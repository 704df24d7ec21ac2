use std::fs;
use std::path::{Path, PathBuf};

use anyhow::{Context, Result};
use clap::Parser;
use log::{info, warn};

use yuris_core::dump::{dump_ystb, yscm_vocab};
use yuris_core::format::{Yscd, Yscm, Yslb, Ystl, Ysvr};
use yuris_core::reader::Reader;
use yuris_core::{Decompiler, Options, DEFAULT_YSTB_KEY};
use yuris_nls::{Codec, Encoding};

/// Decompile a compiled YU-RIS script set (`ysbin` directory) to source.
#[derive(Parser, Debug)]
#[command(version, about, long_about = None)]
struct Args {
    /// Directory holding ysv.ybn, ysl.ybn, ysc.ybn, yst_list.ybn and the
    /// per-script yst*.ybn files.
    input: PathBuf,

    /// Output directory; script paths from yst_list.ybn are mirrored here.
    output: PathBuf,

    /// Compiler definition (YSCom.ycd) for real compiler-variable names.
    #[arg(long)]
    yscd: Option<PathBuf>,

    /// Engine command table; defaults to <input>/ysc.ybn.
    #[arg(long)]
    yscm: Option<PathBuf>,

    /// YSTB obfuscation key (hex).
    #[arg(short, long, value_parser = parse_key, default_value = "D36FAC96")]
    key: u32,

    /// Character set of the compiled files.
    #[arg(long, default_value = "cp932")]
    input_encoding: Encoding,

    /// Character set of the emitted sources. The vendor compiler only
    /// accepts cp932.
    #[arg(long, default_value = "cp932")]
    output_encoding: Encoding,

    /// Rewrite the legacy `$@var` spelling as `$(@var)`.
    #[arg(long)]
    new_tostr: bool,

    /// Also write a `.dump` disassembly listing next to each script.
    #[arg(long)]
    dump: bool,
}

fn parse_key(s: &str) -> Result<u32, String> {
    let s = s.trim_start_matches("0x").trim_start_matches("0X");
    u32::from_str_radix(s, 16).map_err(|e| format!("bad key {s:?}: {e}"))
}

fn read_container<T>(
    path: &Path,
    codec: Codec,
    parse: impl FnOnce(&mut Reader) -> yuris_core::Result<T>,
) -> Result<T> {
    let bytes = fs::read(path).with_context(|| format!("read {}", path.display()))?;
    let mut r = Reader::new(&bytes, codec);
    parse(&mut r).with_context(|| format!("parse {}", path.display()))
}

/// Write script text with the engine's `\r\n` convention in the requested
/// character set.
fn write_script(path: &Path, text: &str, codec: Codec) -> Result<()> {
    if let Some(parent) = path.parent() {
        fs::create_dir_all(parent)?;
    }
    let crlf = text.replace('\n', "\r\n");
    fs::write(path, codec.encode(&crlf))
        .with_context(|| format!("write {}", path.display()))
}

fn main() -> Result<()> {
    env_logger::init();
    let args = Args::parse();
    let in_codec = Codec::new(args.input_encoding);
    let out_codec = Codec::new(args.output_encoding);

    let ysvr: Ysvr = read_container(&args.input.join("ysv.ybn"), in_codec, Ysvr::parse)?;
    let yslb: Yslb = read_container(&args.input.join("ysl.ybn"), in_codec, Yslb::parse)?;
    let yscm_path = args.yscm.clone().unwrap_or_else(|| args.input.join("ysc.ybn"));
    let yscm: Yscm = read_container(&yscm_path, in_codec, Yscm::parse)?;
    let ystl: Ystl = read_container(&args.input.join("yst_list.ybn"), in_codec, Ystl::parse)?;
    let yscd: Option<Yscd> = match &args.yscd {
        Some(p) => Some(read_container(p, in_codec, Yscd::parse)?),
        None => None,
    };

    let opts = Options { ystb_key: args.key, to_new_tostr: args.new_tostr };
    if args.key != DEFAULT_YSTB_KEY {
        info!("using non-default ystb key {:08x}", args.key);
    }
    let mut decompiler =
        Decompiler::new(yscd.as_ref(), &ysvr, &yslb, &yscm, in_codec, opts)?;

    for scr in &ystl.scrs {
        let rel = scr.path.replace('\\', "/");
        let out_path = args.output.join(&rel);
        if scr.is_empty_slot() {
            let had_globals = decompiler.has_pending_globals();
            let text = decompiler.empty_script_source(&scr.path);
            if had_globals && !decompiler.has_pending_globals() {
                info!("{} {} - empty, globals placed here", scr.idx, rel);
            } else {
                info!("{} {} - empty", scr.idx, rel);
            }
            write_script(&out_path, &text, out_codec)?;
            continue;
        }
        info!("{} {}", scr.idx, rel);
        let ystb_path = args.input.join(format!("yst{:0>5}.ybn", scr.idx));
        let bytes =
            fs::read(&ystb_path).with_context(|| format!("read {}", ystb_path.display()))?;
        let ystb = decompiler
            .load_ystb(&bytes)
            .with_context(|| format!("parse {}", ystb_path.display()))?;
        let text = decompiler
            .emit(scr.idx as u16, &ystb)
            .with_context(|| format!("emit {rel}"))?;
        write_script(&out_path, &text, out_codec)?;
        if args.dump {
            let dump_path = args.output.join(format!("{rel}.dump"));
            let mut out = Vec::new();
            dump_ystb(&mut out, &ystb, &yscm_vocab(&yscm))?;
            fs::write(&dump_path, out)
                .with_context(|| format!("write {}", dump_path.display()))?;
        }
    }

    if let Some(globals) = decompiler.take_globals() {
        info!("no empty slot for globals, writing global.yst");
        write_script(&args.output.join("global.yst"), &globals, out_codec)?;
    }
    if yscd.is_none() {
        warn!("no YSCom.ycd given: compiler variables keep _comXXX placeholder names");
    }
    Ok(())
}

WORK INSTRUCTION » Would you please write out the entire listing exactly?

ANSWER BOX »
repository 704df24d7ec21ac2
use std::fs;
use std::path::{Path, PathBuf};

use anyhow::{Context, Result};
use clap::Parser;
use log::{info, warn};

use yuris_core::dump::{dump_ystb, yscm_vocab};
use yuris_core::format::{Yscd, Yscm, Yslb, Ystl, Ysvr};
use yuris_core::reader::Reader;
use yuris_core::{Decompiler, Options, DEFAULT_YSTB_KEY};
use yuris_nls::{Codec, Encoding};

/// Decompile a compiled YU-RIS script set (`ysbin` directory) to source.
#[derive(Parser, Debug)]
#[command(version, about, long_about = None)]
struct Args {
    /// Directory holding ysv.ybn, ysl.ybn, ysc.ybn, yst_list.ybn and the
    /// per-script yst*.ybn files.
    input: PathBuf,

    /// Output directory; script paths from yst_list.ybn are mirrored here.
    output: PathBuf,

    /// Compiler definition (YSCom.ycd) for real compiler-variable names.
    #[arg(long)]
    yscd: Option<PathBuf>,

    /// Engine command table; defaults to <input>/ysc.ybn.
    #[arg(long)]
    yscm: Option<PathBuf>,

    /// YSTB obfuscation key (hex).
    #[arg(short, long, value_parser = parse_key, default_value = "D36FAC96")]
    key: u32,

    /// Character set of the compiled files.
    #[arg(long, default_value = "cp932")]
    input_encoding: Encoding,

    /// Character set of the emitted sources. The vendor compiler only
    /// accepts cp932.
    #[arg(long, default_value = "cp932")]
    output_encoding: Encoding,

    /// Rewrite the legacy `$@var` spelling as `$(@var)`.
    #[arg(long)]
    new_tostr: bool,

    /// Also write a `.dump` disassembly listing next to each script.
    #[arg(long)]
    dump: bool,
}

fn parse_key(s: &str) -> Result<u32, String> {
    let s = s.trim_start_matches("0x").trim_start_matches("0X");
    u32::from_str_radix(s, 16).map_err(|e| format!("bad key {s:?}: {e}"))
}

fn read_container<T>(
    path: &Path,
    codec: Codec,
    parse: impl FnOnce(&mut Reader) -> yuris_core::Result<T>,
) -> Result<T> {
    let bytes = fs::read(path).with_context(|| format!("read {}", path.display()))?;
    let mut r = Reader::new(&bytes, codec);
    parse(&mut r).with_context(|| format!("parse {}", path.display()))
}

/// Write script text with the engine's `\r\n` convention in the requested
/// character set.
fn write_script(path: &Path, text: &str, codec: Codec) -> Result<()> {
    if let Some(parent) = path.parent() {
        fs::create_dir_all(parent)?;
    }
    let crlf = text.replace('\n', "\r\n");
    fs::write(path, codec.encode(&crlf))
        .with_context(|| format!("write {}", path.display()))
}

fn main() -> Result<()> {
    env_logger::init();
    let args = Args::parse();
    let in_codec = Codec::new(args.input_encoding);
    let out_codec = Codec::new(args.output_encoding);

    let ysvr: Ysvr = read_container(&args.input.join("ysv.ybn"), in_codec, Ysvr::parse)?;
    let yslb: Yslb = read_container(&args.input.join("ysl.ybn"), in_codec, Yslb::parse)?;
    let yscm_path = args.yscm.clone().unwrap_or_else(|| args.input.join("ysc.ybn"));
    let yscm: Yscm = read_container(&yscm_path, in_codec, Yscm::parse)?;
    let ystl: Ystl = read_container(&args.input.join("yst_list.ybn"), in_codec, Ystl::parse)?;
    let yscd: Option<Yscd> = match &args.yscd {
        Some(p) => Some(read_container(p, in_codec, Yscd::parse)?),
        None => None,
    };

    let opts = Options { ystb_key: args.key, to_new_tostr: args.new_tostr };
    if args.key != DEFAULT_YSTB_KEY {
        info!("using non-default ystb key {:08x}", args.key);
    }
    let mut decompiler =
        Decompiler::new(yscd.as_ref(), &ysvr, &yslb, &yscm, in_codec, opts)?;

    for scr in &ystl.scrs {
        let rel = scr.path.replace('\\', "/");
        let out_path = args.output.join(&rel);
        if scr.is_empty_slot() {
            let had_globals = decompiler.has_pending_globals();
            let text = decompiler.empty_script_source(&scr.path);
            if had_globals && !decompiler.has_pending_globals() {
                info!("{} {} - empty, globals placed here", scr.idx, rel);
            } else {
                info!("{} {} - empty", scr.idx, rel);
            }
            write_script(&out_path, &text, out_codec)?;
            continue;
        }
        info!("{} {}", scr.idx, rel);
        let ystb_path = args.input.join(format!("yst{:0>5}.ybn", scr.idx));
        let bytes =
            fs::read(&ystb_path).with_context(|| format!("read {}", ystb_path.display()))?;
        let ystb = decompiler
            .load_ystb(&bytes)
            .with_context(|| format!("parse {}", ystb_path.display()))?;
        let text = decompiler
            .emit(scr.idx as u16, &ystb)
            .with_context(|| format!("emit {rel}"))?;
        write_script(&out_path, &text, out_codec)?;
        if args.dump {
            let dump_path = args.output.join(format!("{rel}.dump"));
            let mut out = Vec::new();
            dump_ystb(&mut out, &ystb, &yscm_vocab(&yscm))?;
            fs::write(&dump_path, out)
                .with_context(|| format!("write {}", dump_path.display()))?;
        }
    }

    if let Some(globals) = decompiler.take_globals() {
        info!("no empty slot for globals, writing global.yst");
        write_script(&args.output.join("global.yst"), &globals, out_codec)?;
    }
    if yscd.is_none() {
        warn!("no YSCom.ycd given: compiler variables keep _comXXX placeholder names");
    }
    Ok(())
}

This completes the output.